使用以语法形式定义的正则表达式，在标注了POS的字符串上工作。语法分析器使用这些正则表达式，分析给定的句子，生成相应的语法分析树。

```python
# Regex parser

>>> chunk_rules=ChunkRule("<.*>+","chunk everything")
>>> import nltk
>>> from nltk.chunk.regexp import *
>>> reg_parser = RegexpParser('''
 		NP: {<DT>? <JJ>* <NN>*} # NP
  		 P: {<IN>}              # Preposition
             V: {<V.*>}             # Verb
  	      PP: {<P> <NP>}          # PP -> P NP
   	      VP: {<V> <NP|PP>*}  # VP -> V (NP|PP)*
  ''')
>>> test_sent="Mr. Obama played a big role in the Health insurance bill" 
>>> test_sent_pos=nltk.pos_tag(nltk.word_tokenize(test_sent))
>>> paresed_out=reg_parser.parse(test_sent_pos)
```

### 依存分析

依存分析(Dependency Parsing, DP)是一种现代的语法分析机制。依存分析的主要概念是每个语言单位（单词）使用有向链路。在语言学上，这些链路称为依存(dependency)。

短语结构语法生成的分析树试图捕捉单词和短语之间的关系，并试图最终捕捉到短语之间的关系。然而，依存树只关注单词之间的依存性。

```python
# Stanford Parser [Very useful]

>>>from nltk.parse.stanford import StanfordParser
>>>english_parser = StanfordParser('stanford-parser.jar', 'stanford-parser-3.4-models.jar')
>>>english_parser.raw_parse_sents(("this is the english parser test")
```

### 组块化

组块化是浅层次的语法分析，在组块化过程中，我们不试图触及句子的深层结构，而是试图联合句子中具有意义的一些组块。

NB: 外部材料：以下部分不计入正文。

// crates/notify-server/src/delivery.rs
// ============================================================================
// Module: Push Delivery Seam
// Description: Collaborator interface for provider-specific delivery.
// Purpose: Let dispatch workers hand items to APNs/FCM/HMS clients.
// Dependencies: async-trait, notify-core, thiserror, tracing
// ============================================================================

//! ## Overview
//! Dispatch workers call [`PushDelivery::deliver`] once per notification and
//! record the outcome. Provider clients live outside this crate;
//! [`LogDelivery`] is the bundled dry-run implementation.

use async_trait::async_trait;
use notify_core::NotificationItem;
use thiserror::Error;
use tracing::info;

/// Delivery failures reported by a provider client.
#[derive(Debug, Clone, PartialEq, Eq, Error)]
pub enum DeliveryError {
    /// Provider refused the notification.
    #[error("provider rejected notification: {0}")]
    Rejected(String),
    /// Provider could not be reached.
    #[error("provider transport error: {0}")]
    Transport(String),
}

/// Delivers a single notification to its provider.
#[async_trait]
pub trait PushDelivery: Send + Sync {
    /// Delivers `item`.
    ///
    /// # Errors
    ///
    /// Returns [`DeliveryError`] when the provider does not accept the item.
    async fn deliver(&self, item: &NotificationItem) -> Result<(), DeliveryError>;
}

/// Dry-run delivery that logs each notification and reports success.
#[derive(Debug, Clone, Copy, Default)]
pub struct LogDelivery;

#[async_trait]
impl PushDelivery for LogDelivery {
    async fn deliver(&self, item: &NotificationItem) -> Result<(), DeliveryError> {
        info!(
            platform = item.platform.map_or("unknown", notify_core::Platform::as_str),
            tokens = item.tokens.len(),
            "delivered notification (dry run)"
        );
        Ok(())
    }
}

可以将组块(chunk)定义为可处理的最小单元。例如一句话可以分为两个组块：名词短语(NP)，动词短语(VP)。

```python
# Chunking 

>>>from nltk.chunk.regexp import *
>>>test_sent="The prime minister announced he had asked the chief government whip, Philip Ruddock, to call a special party room meeting for 9am on Monday to consider the spill motion."
>>>test_sent_pos=nltk.pos_tag(nltk.word_tokenize(test_sent))
>>>rule_vp = ChunkRule(r'(<VB.*>)?(<VB.*>)+(<PRP>)?', 'Chunk VPs')
>>>parser_vp = RegexpChunkParser([rule_vp],chunk_label='VP')
>>>print parser_vp.parse(test_sent_pos)    

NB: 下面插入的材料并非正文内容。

// src/core/metrics.rs

//! Defines and registers Prometheus metrics for fleet monitoring.
//!
//! This module uses `lazy_static` to ensure that metrics are registered only once
//! globally for the entire application lifecycle.

use lazy_static::lazy_static;
use prometheus::{
    Counter, CounterVec, Gauge, Histogram, TextEncoder, register_counter, register_counter_vec,
    register_gauge, register_histogram,
};

lazy_static! {
    // --- Raft / cluster gauges ---
    /// 1 if this node currently believes itself to be the Raft leader, else 0.
    pub static ref IS_RAFT_LEADER: Gauge =
        register_gauge!("fleet_is_raft_leader", "Whether this node is the current Raft leader (1 for true, 0 for false).").unwrap();
    /// The number of nodes currently known to the cluster membership list.
    pub static ref CLUSTER_NODE_COUNT: Gauge =
        register_gauge!("fleet_cluster_node_count", "Number of nodes in the configured cluster membership.").unwrap();
    /// The number of nodes whose last health poll marked them offline.
    pub static ref CLUSTER_NODES_OFFLINE: Gauge =
        register_gauge!("fleet_cluster_nodes_offline", "Number of nodes currently marked offline by the health reconciler.").unwrap();

    // --- Backup counters/histograms ---
    /// Total number of backup jobs that completed successfully.
    pub static ref BACKUP_JOBS_SUCCEEDED_TOTAL: Counter =
        register_counter!("fleet_backup_jobs_succeeded_total", "Total number of backup jobs that completed successfully.").unwrap();
    /// Total number of backup jobs that failed, labeled by the classified failure reason.
    pub static ref BACKUP_JOBS_FAILED_TOTAL: CounterVec =
        register_counter_vec!("fleet_backup_jobs_failed_total", "Total number of failed backup jobs, labeled by reason.", &["reason"]).unwrap();
    /// Duration of a single backup job run, in seconds.
    pub static ref BACKUP_JOB_DURATION_SECONDS: Histogram =
        register_histogram!("fleet_backup_job_duration_seconds", "Duration of a backup job run in seconds.").unwrap();

    // --- Replication counters/histograms ---
    /// Total number of HA replication pushes that completed successfully.
    pub static ref REPLICATION_RUNS_SUCCEEDED_TOTAL: Counter =
        register_counter!("fleet_replication_runs_succeeded_total", "Total number of replication pushes that completed successfully.").unwrap();
    /// Total number of HA replication pushes that failed, labeled by target node.
    pub static ref REPLICATION_RUNS_FAILED_TOTAL: CounterVec =
        register_counter_vec!("fleet_replication_runs_failed_total", "Total number of failed replication pushes, labeled by target node uuid.", &["target"]).unwrap();
    /// Duration of a single replication push, in seconds.
    pub static ref REPLICATION_RUN_DURATION_SECONDS: Histogram =
        register_histogram!("fleet_replication_run_duration_seconds", "Duration of a replication push in seconds.").unwrap();

    // --- Failover counters ---
    /// Total number of times a guest's active ownership failed over to another node.
    pub static ref FAILOVER_EVENTS_TOTAL: Counter =
        register_counter!("fleet_failover_events_total", "Total number of guest ownership failovers performed.").unwrap();
    /// Total number of times this node self-fenced a guest due to an expired lease.
    pub static ref SELF_FENCE_EVENTS_TOTAL: Counter =
        register_counter!("fleet_self_fence_events_total", "Total number of guests self-fenced locally due to an expired lease.").unwrap();

    // --- Restore ---
    /// Total number of restore operations, labeled by outcome.
    pub static ref RESTORE_RUNS_TOTAL: CounterVec =
        register_counter_vec!("fleet_restore_runs_total", "Total number of restore operations, labeled by outcome.", &["outcome"]).unwrap();
}

/// Gathers all registered metrics and encodes them in the Prometheus text format.
pub fn gather_metrics() -> String {
    let encoder = TextEncoder::new();
    let metric_families = prometheus::gather();
    encoder.encode_to_string(&metric_families).unwrap()
}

>>>rule_np = ChunkRule(r'(<DT>?<RB>?)?<JJ|CD>*(<JJ|CD><,>)*(<NN.*>)+', 'Chunk NPs')
>>>parser_np = RegexpChunkParser([rule_np],chunk_label="NP")
>>>print parser_np.parse(test_sent_pos) 
```

### 信息抽取

原始文本——分句——分词——POS标注——输入检测——关系提取——关系

命名实体识别

```python
# NP chunking (NER)

>>>f=open(# absolute path for the file of text for which we want NER)
>>>text=f.read()
>>>sentences = nltk.sent_tokenize(text)
>>>tokenized_sentences = [nltk.word_tokenize(sentence) for sentence in sentences]
>>>tagged_sentences = [nltk.pos_tag(sentence) for sentence in tokenized_sentences]
>>>for sent in tagged_sentences:
>>>		print nltk.ne_chunk(sent)
```

关系抽取

```python
# Relation Extraction 

>>>import re
>>>IN = re.compile(r'.*\bin\b(?!\b.+ing)')
>>>for doc in nltk.corpus.ieer.parsed_docs('NYT_19980315'):
>>>	for rel in nltk.sem.extract_rels('ORG', 'LOC', doc, corpus='ieer', pattern = IN):
>>>print(nltk.sem.rtuple(rel))
```

指定我们需要的关系模式，以及我们希望关系定义的NER类型。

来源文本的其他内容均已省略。